A direção é segura, e também se trata de um filme “econômico”, tudo parece estar em seu devido lugar, mas o especial é, mais uma vez, o lado político, que consegue ser mais forte do que no filme original, tornando esse não apenas um remake, mas sim uma nova visão do mesmo personagem: “São filmes diferentes, que refletem épocas diferentes. O meu fala do meu tempo”.

O filme fez dinheiro nas bilheterias: 241 milhões pelo mundo, mas foi morno com os críticos: “O que de fato existiu, foi uma má vontade de ver o filme, por conta de ser refilmagem de um clássico e etc, mas eu não me importo, eu sei o filme que eu fiz e o porquê eu o fiz. O que me chateia de algum modo é que se preocupou tanto em ficar se comparando o original com o novo que não pararam para discutir o que eu pus na tela, mas eu aprendi com o cinema que é preciso esperar e ver o que vai dar, se minhas prévias estiverem certas, daqui a alguns anos vão ver o filme como ele merece ser visto.”

Para os próximos anos, Padilha tem planos: Uma série que está em pré-produção com a Netflix sobre o traficante Pablo Escobar, que fez fortuna entre Colômbia, México e Estados Unidos. No papel de Escobar, Wagner Moura. A série provavelmente será falada em Inglês e Espanhol e dará a oportunidade de Padilha falar sobre a natureza da política antidrogas. Ainda não há data para a estreia.

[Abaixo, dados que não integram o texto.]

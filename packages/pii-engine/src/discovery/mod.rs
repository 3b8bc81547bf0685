//! Discovery client: asks a language model for sensitive values the pattern
//! scanner cannot see (names without titles, addresses, free-form ids).
//!
//! The client never fails. Busy backends are retried with backoff, other
//! failures once; a chunk that still fails contributes no findings.

pub mod chunk;
pub mod parse;
pub mod prompts;

use futures::stream::{self, StreamExt};
use indexmap::IndexSet;
use inference_client::{ChatRequest, InferenceError};
use lazy_static::lazy_static;
use regex::Regex;
use std::sync::Arc;
use std::time::Instant;
use tokio_util::sync::CancellationToken;
use tracing::{debug, info, trace, warn};

use crate::config::DiscoveryConfig;
use crate::noise;
use crate::transport::InferenceTransport;
use crate::types::{finding_key, Candidate, Category, Finding};

pub use chunk::{chunk_text, Chunk};
pub use parse::{parse_response, RawFinding};

// =============================================================================
// Backend tier
// =============================================================================

/// Capacity class of the model behind the transport.
#[derive(Debug, Clone, Copy, PartialEq, Eq, Hash)]
pub enum BackendTier {
    /// Small local models: short chunks, no surface-form pass
    Light,
    /// Large or hosted models
    Heavy,
}

const LIGHT_SIZE_WORDS: &[&str] = &["mini", "small", "tiny", "nano", "lite"];

const HEAVY_FAMILIES: &[&str] = &[
    "gpt-4", "gpt-5", "o1", "o3", "o4", "claude", "gemini", "mistral-large", "command-r",
    "deepseek", "grok",
];

lazy_static! {
    // llama3.1:8b, qwen2.5-72b-instruct
    static ref PARAMETER_COUNT: Regex = Regex::new(r"[:\-_](\d+(?:\.\d+)?)b\b").unwrap();
}

impl BackendTier {
    /// Resolve the tier from a model id; `default` when the id gives no hint.
    pub fn for_model(model: &str, default: BackendTier) -> Self {
        let id = model.trim().to_lowercase();
        let name = id.rsplit('/').next().unwrap_or(&id);

        if let Some(billions) = PARAMETER_COUNT
            .captures(name)
            .and_then(|caps| caps.get(1))
            .and_then(|m| m.as_str().parse::<f32>().ok())
        {
            return if billions <= 14.0 { Self::Light } else { Self::Heavy };
        }

        if name
            .split(|c: char| matches!(c, '-' | ':' | '_' | '.'))
            .any(|part| LIGHT_SIZE_WORDS.contains(&part))
        {
            return Self::Light;
        }

        // Ollama tags without a size (llama3:latest)
        if name.contains(':') {
            return Self::Light;
        }

        if HEAVY_FAMILIES.iter().any(|family| name.starts_with(family)) {
            return Self::Heavy;
        }

        default
    }
}

// =============================================================================
// Client
// =============================================================================

/// Chunked, concurrent oracle queries seeded with scanner candidates.
#[derive(Clone)]
pub struct DiscoveryClient {
    transport: Arc<dyn InferenceTransport>,
    config: DiscoveryConfig,
}

impl DiscoveryClient {
    pub fn new(transport: Arc<dyn InferenceTransport>, config: DiscoveryConfig) -> Self {
        Self { transport, config }
    }

    pub fn config(&self) -> &DiscoveryConfig {
        &self.config
    }

    pub fn transport(&self) -> &Arc<dyn InferenceTransport> {
        &self.transport
    }

    pub fn tier_for(&self, model: &str) -> BackendTier {
        BackendTier::for_model(model, self.config.default_tier)
    }

    /// Find sensitive values in `text`. Never fails.
    pub async fn discover(&self, text: &str, candidates: &[Candidate], model: &str) -> Vec<Finding> {
        self.discover_with_cancel(text, candidates, model, CancellationToken::new())
            .await
    }

    /// [`DiscoveryClient::discover`] with cancellation; cancelled chunks contribute nothing.
    pub async fn discover_with_cancel(
        &self,
        text: &str,
        candidates: &[Candidate],
        model: &str,
        cancel: CancellationToken,
    ) -> Vec<Finding> {
        if text.trim().is_empty() || cancel.is_cancelled() {
            return Vec::new();
        }

        let start = Instant::now();
        let tier = self.tier_for(model);
        let chunks = chunk_text(text, self.config.chunk_chars(tier), self.config.chunk_overlap);

        info!(
            model = %model,
            tier = ?tier,
            chunks = chunks.len(),
            transport = self.transport.name(),
            "Starting discovery"
        );

        let calls: Vec<_> = chunks
            .iter()
            .map(|chunk| self.discover_chunk(chunk, candidates, model, &cancel))
            .collect();
        let per_chunk: Vec<Vec<Finding>> = stream::iter(calls)
            .buffered(self.config.max_concurrency.max(1))
            .collect()
            .await;

        // Overlapping chunks report the same value twice.
        let mut seen = IndexSet::new();
        let findings: Vec<Finding> = per_chunk
            .into_iter()
            .flatten()
            .filter(|f| seen.insert((finding_key(&f.value), f.category)))
            .collect();

        info!(
            model = %model,
            count = findings.len(),
            duration_ms = start.elapsed().as_millis(),
            "Discovery complete"
        );

        findings
    }

    async fn discover_chunk(
        &self,
        chunk: &Chunk,
        candidates: &[Candidate],
        model: &str,
        cancel: &CancellationToken,
    ) -> Vec<Finding> {
        let hints = prompts::select_hints(&chunk.text, candidates, self.config.max_hints);
        let request = prompts::build_request(model, chunk, &hints, &self.config);

        let Some(content) = self.call_with_retry(request, chunk.index, cancel).await else {
            return Vec::new();
        };

        let raw = parse_response(&content);
        if raw.is_empty() {
            debug!(chunk = chunk.index, "No findings parsed from oracle response");
            return Vec::new();
        }

        let findings = noise::retain_meaningful(raw.into_iter().map(RawFinding::into_finding).collect());
        let findings = if self.config.require_grounding {
            ground(findings, &chunk.text)
        } else {
            findings
        };

        debug!(chunk = chunk.index, count = findings.len(), "Chunk discovery complete");
        findings
    }

    /// Send with timeout, busy backoff and a single retry on other failures.
    async fn call_with_retry(
        &self,
        request: ChatRequest,
        chunk: usize,
        cancel: &CancellationToken,
    ) -> Option<String> {
        let mut busy_attempts: u32 = 0;
        let mut failures: u32 = 0;

        loop {
            let attempt = busy_attempts + failures + 1;
            let outcome = tokio::select! {
                _ = cancel.cancelled() => {
                    debug!(chunk, "Discovery cancelled");
                    return None;
                }
                result = tokio::time::timeout(self.config.request_timeout, self.transport.send(request.clone())) => result,
            };

            let error = match outcome {
                Ok(Ok(response)) if !response.content.trim().is_empty() => {
                    return Some(response.content);
                }
                Ok(Ok(_)) => InferenceError::Parse("empty response content".into()),
                Ok(Err(e)) => e,
                Err(_) => InferenceError::Timeout(format!(
                    "no response within {:?}",
                    self.config.request_timeout
                )),
            };

            if error.is_busy() {
                if busy_attempts >= self.config.busy_retries {
                    warn!(chunk, attempt, error = %error, "Backend still busy, abandoning chunk");
                    return None;
                }
                let delay = self.config.backoff_base * 2u32.saturating_pow(busy_attempts);
                busy_attempts += 1;
                debug!(chunk, attempt, delay_ms = delay.as_millis(), "Backend busy, backing off");

                tokio::select! {
                    _ = cancel.cancelled() => return None,
                    _ = tokio::time::sleep(delay) => {}
                }
                continue;
            }

            failures += 1;
            if failures > 1 {
                warn!(chunk, attempt, error = %error, "Discovery request failed, abandoning chunk");
                return None;
            }
            debug!(chunk, attempt, error = %error, "Discovery request failed, retrying once");
        }
    }
}

/// Keep findings whose value occurs in the chunk (case-insensitive,
/// whitespace-collapsed, or with all whitespace removed).
fn ground(findings: Vec<Finding>, chunk: &str) -> Vec<Finding> {
    let collapsed = finding_key(chunk);
    let compact: String = collapsed.chars().filter(|c| !c.is_whitespace()).collect();

    findings
        .into_iter()
        .filter(|finding| {
            let key = finding.key();
            let grounded = collapsed.contains(&key) || {
                let key_compact: String = key.chars().filter(|c| !c.is_whitespace()).collect();
                compact.contains(&key_compact)
            };
            if !grounded {
                trace!(value = %finding.value, "Dropping ungrounded finding");
            }
            grounded
        })
        .collect()
}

Também na lista de projetos do diretor está uma ficção científica baseada em um antigo conto não publicado de Padilha que foi vendido para a Warner e que anda em fase de escrita da primeira versão, um drama de ação sobre a Tríplice fronteira entre Brasil, Paraguai e Argentina, escrito por Nick Schenk, de Gran Torino, e um documentário ao estilo de Ônibus 174, sobre as manifestações que ocorrem atualmente no Brasil: “Mas não sabemos o que vai sair disso. Vamos apenas documentar. Apareceu uma pessoa chave das manifestações, a gente vai e filma.” Afinal de contas, o momento tem muito a ver com o que Padilha gosta de colocar na tela e com todo o talento que o diretor anda mostrando em suas produções, sabemos que, com José, missão dada – seja aqui ou fora da terra tupiniquim – é missão cumprida, parceiro.